Thoughts from Marcia Weinstein ’65:

  1. Lisa Raiola pointed out that healthcare has no value to Americans. I have thought of it rather as a case of healthcare moving from a not-for-profit mission and a service paradigm to some kind of for-profit commodification/industrialization.
  2. The AMA (American Medical Association) in some ways has only itself to blame (for the current state of the American healthcare system). By holding out against “socialized” medicine, doctors have become the servant/slaves of for-profit insurance bureaucrats.
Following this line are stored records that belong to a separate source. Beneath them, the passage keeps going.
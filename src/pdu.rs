//! Optimized Modbus PDU data structure
//!
//! Use a fixed-size stack array to avoid heap allocation on every request.

use tracing::debug;

use crate::constants::{EXCEPTION_FLAG, MAX_PDU_SIZE, MAX_READ_REGISTERS};
use crate::error::{ModbusError, ModbusResult};
use crate::protocol::{ModbusFunction, ModbusRequest, ModbusResponse, SlaveId};

/// High-performance PDU with stack-allocated fixed array
#[derive(Debug, Clone)]
pub struct ModbusPdu {
    /// Fixed-size buffer (stack)
    data: [u8; MAX_PDU_SIZE],
    /// Actual data length
    len: usize,
}

impl ModbusPdu {
    /// Create an empty PDU
    #[inline]
    pub fn new() -> Self {
        Self {
            data: [0; MAX_PDU_SIZE],
            len: 0,
        }
    }

    /// Create a PDU from a byte slice
    pub fn from_slice(data: &[u8]) -> ModbusResult<Self> {
        if data.len() > MAX_PDU_SIZE {
            return Err(ModbusError::frame(format!(
                "PDU too large: {} bytes (max {})",
                data.len(),
                MAX_PDU_SIZE
            )));
        }

        let mut pdu = Self::new();
        pdu.data[..data.len()].copy_from_slice(data);
        pdu.len = data.len();

        match pdu.function_code() {
            Some(fc) if pdu.is_exception() => debug!(
                "PDU parsed: FC={:02X} (Exception: {}), exception_code={:02X}",
                fc,
                Self::function_code_description(fc),
                pdu.exception_code().unwrap_or(0)
            ),
            Some(fc) => debug!(
                "PDU parsed: FC={:02X} ({}), data_len={}",
                fc,
                Self::function_code_description(fc),
                pdu.len - 1
            ),
            None => debug!("PDU parsed: empty PDU"),
        }

        Ok(pdu)
    }

    /// Push a single byte
    #[inline]
    pub fn push(&mut self, byte: u8) -> ModbusResult<()> {
        if self.len >= MAX_PDU_SIZE {
            return Err(ModbusError::invalid_data("PDU buffer full"));
        }
        self.data[self.len] = byte;
        self.len += 1;
        Ok(())
    }

    /// Push u16 in big-endian
    #[inline]
    pub fn push_u16(&mut self, value: u16) -> ModbusResult<()> {
        for byte in value.to_be_bytes() {
            self.push(byte)?;
        }
        Ok(())
    }

    /// Get immutable data slice
    #[inline]
    pub fn as_slice(&self) -> &[u8] {
        &self.data[..self.len]
    }

    /// Get current length
    #[inline]
    pub fn len(&self) -> usize {
        self.len
    }

    /// Check if empty
    #[inline]
    pub fn is_empty(&self) -> bool {
        self.len == 0
    }

    /// Get function code (first byte)
    #[inline]
    pub fn function_code(&self) -> Option<u8> {
        if self.len > 0 {
            Some(self.data[0])
        } else {
            None
        }
    }

    /// Check if exception response
    #[inline]
    pub fn is_exception(&self) -> bool {
        self.function_code()
            .map(|fc| fc & EXCEPTION_FLAG != 0)
            .unwrap_or(false)
    }

    /// Get exception code
    #[inline]
    pub fn exception_code(&self) -> Option<u8> {
        if self.is_exception() && self.len > 1 {
            Some(self.data[1])
        } else {
            None
        }
    }

    /// Get human-readable function code description
    pub fn function_code_description(fc: u8) -> &'static str {
        match fc & !EXCEPTION_FLAG {
            0x03 => "Read Holding Registers",
            0x04 => "Read Input Registers",
            _ => "Unknown Function",
        }
    }

    /// Interpret this PDU as the answer to `request`.
    ///
    /// Exception responses become [`ModbusError::Exception`]; a function
    /// code that does not match the request is a protocol error.
    pub fn into_response(self, request: &ModbusRequest) -> ModbusResult<ModbusResponse> {
        let expected = request.function.to_u8();
        let fc = self
            .function_code()
            .ok_or_else(|| ModbusError::protocol("Empty response PDU"))?;

        if self.is_exception() && fc & !EXCEPTION_FLAG == expected {
            let code = self.exception_code().unwrap_or(0);
            return Err(ModbusError::exception(expected, code));
        }

        if fc != expected {
            return Err(ModbusError::protocol(format!(
                "Function code mismatch: expected {:#04x}, got {:#04x}",
                expected, fc
            )));
        }

        Ok(ModbusResponse::new_success(
            request.slave_id,
            request.function,
            self.as_slice()[1..].to_vec(),
        ))
    }
}

impl Default for ModbusPdu {
    fn default() -> Self {
        Self::new()
    }
}

/// PDU builder - fluent API
pub struct PduBuilder {
    pdu: ModbusPdu,
}

impl Default for PduBuilder {
    fn default() -> Self {
        Self::new()
    }
}

impl PduBuilder {
    /// Create a new builder
    #[inline]
    pub fn new() -> Self {
        Self {
            pdu: ModbusPdu::new(),
        }
    }

    /// Set function code
    #[inline]
    pub fn function_code(mut self, fc: u8) -> ModbusResult<Self> {
        self.pdu.push(fc)?;
        Ok(self)
    }

    /// Add address
    #[inline]
    pub fn address(mut self, addr: u16) -> ModbusResult<Self> {
        self.pdu.push_u16(addr)?;
        Ok(self)
    }

    /// Add quantity
    #[inline]
    pub fn quantity(mut self, qty: u16) -> ModbusResult<Self> {
        self.pdu.push_u16(qty)?;
        Ok(self)
    }

    /// Build the PDU
    #[inline]
    pub fn build(self) -> ModbusPdu {
        if let Some(fc) = self.pdu.function_code() {
            debug!(
                "PDU built: FC={:02X} ({}), total_len={}",
                fc,
                ModbusPdu::function_code_description(fc),
                self.pdu.len()
            );
        }
        self.pdu
    }

    /// Build a register read request PDU (FC03/FC04)
    ///
    /// # Arguments
    /// * `function` - Holding or input register read
    /// * `start_address` - First register
    /// * `quantity` - Number of registers (1-125)
    pub fn build_read_request(
        function: ModbusFunction,
        start_address: u16,
        quantity: u16,
    ) -> ModbusResult<ModbusPdu> {
        if quantity == 0 || quantity as usize > MAX_READ_REGISTERS {
            return Err(ModbusError::invalid_data(format!(
                "Invalid register quantity {} (must be 1-{})",
                quantity, MAX_READ_REGISTERS
            )));
        }
        Ok(PduBuilder::new()
            .function_code(function.to_u8())?
            .address(start_address)?
            .quantity(quantity)?
            .build())
    }

    /// Build a successful register read response PDU.
    ///
    /// Used by test responders and mock transports.
    pub fn build_read_response(function: ModbusFunction, values: &[u16]) -> ModbusResult<ModbusPdu> {
        if values.len() > MAX_READ_REGISTERS {
            return Err(ModbusError::invalid_data("Too many registers for one response"));
        }
        let mut pdu = ModbusPdu::new();
        pdu.push(function.to_u8())?;
        pdu.push((values.len() * 2) as u8)?;
        for &value in values {
            pdu.push_u16(value)?;
        }
        Ok(pdu)
    }

    /// Build an exception response PDU
    pub fn build_exception(function: ModbusFunction, code: u8) -> ModbusResult<ModbusPdu> {
        let mut pdu = ModbusPdu::new();
        pdu.push(function.to_u8() | EXCEPTION_FLAG)?;
        pdu.push(code)?;
        Ok(pdu)
    }
}

/// Shorthand used by transports: the request as a PDU.
pub fn request_pdu(request: &ModbusRequest) -> ModbusResult<ModbusPdu> {
    PduBuilder::build_read_request(request.function, request.address, request.quantity)
}

/// Shorthand used by responders: which request does this PDU carry?
pub fn parse_request(slave_id: SlaveId, pdu: &ModbusPdu) -> ModbusResult<ModbusRequest> {
    let data = pdu.as_slice();
    if data.len() != 5 {
        return Err(ModbusError::frame(format!(
            "Read request PDU must be 5 bytes, got {}",
            data.len()
        )));
    }
    let function = ModbusFunction::from_u8(data[0])?;
    let address = u16::from_be_bytes([data[1], data[2]]);
    let quantity = u16::from_be_bytes([data[3], data[4]]);
    Ok(ModbusRequest::new(slave_id, function, address, quantity))
}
  3. People have barely gotten it through their heads that just because you can do something doesn’t mean you/they should do it (e.g., the use of various imaging and surgical procedures and treatments). Only those people who are responsible for paying the “real” price have any incentive to worry about cost/benefit.
  4. For sure a lot of us went to a lot of meetings in the 1980s, but I doubt the people who are on the Oregon Health Plan (OHP) went to many of those meetings. The system publicly seems to work until some individual on the OHP (particularly a young person) needs an expensive and not-too-likely-to-succeed procedure (e.g., the young woman who needed a heart-lung transplant for her cystic fibrosis) at which point the “triage by checkbook” becomes obvious and serves to inflame public desire for everything (whether it works, or not) for everyone.
  5. I will be curious to see how the single payer initiative does in the November election.